## Exercise
Output the entries exactly.

## Source data

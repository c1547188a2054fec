//! distmat: distributed sparse row-matrix operators
//!
//! This crate turns any row-wise sparse storage into a distributed linear
//! operator: it reconciles row/column/domain/range maps into import and
//! export plans, derives nonzero counts, norms and triangularity, and
//! implements scaling, diagonal extraction and (transposed) multi-vector
//! products over MPI, in-process thread groups, or a single process.

pub mod parallel;

pub mod config;
pub mod core;
pub mod error;
pub mod map;
pub mod matrix;
pub mod utils;

// Re-exports for convenience
pub use config::*;
pub use self::core::*;
pub use error::*;
pub use map::*;
pub use matrix::*;
pub use utils::*;
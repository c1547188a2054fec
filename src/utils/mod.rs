pub mod flops;

pub use flops::FlopCounter;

## Written reply
repository c1547188a2054fec
//! distmat: distributed sparse row-matrix operators
//!
//! This crate turns any row-wise sparse storage into a distributed linear
//! operator: it reconciles row/column/domain/range maps into import and
//! export plans, derives nonzero counts, norms and triangularity, and
//! implements scaling, diagonal extraction and (transposed) multi-vector
//! products over MPI, in-process thread groups, or a single process.

pub mod parallel;

pub mod config;
pub mod core;
pub mod error;
pub mod map;
pub mod matrix;
pub mod utils;

// Re-exports for convenience
pub use config::*;
pub use self::core::*;
pub use error::*;
pub use map::*;
pub use matrix::*;
pub use utils::*;
repository c1547188a2054fec
filename src/utils/mod.rs
pub mod flops;

pub use flops::FlopCounter;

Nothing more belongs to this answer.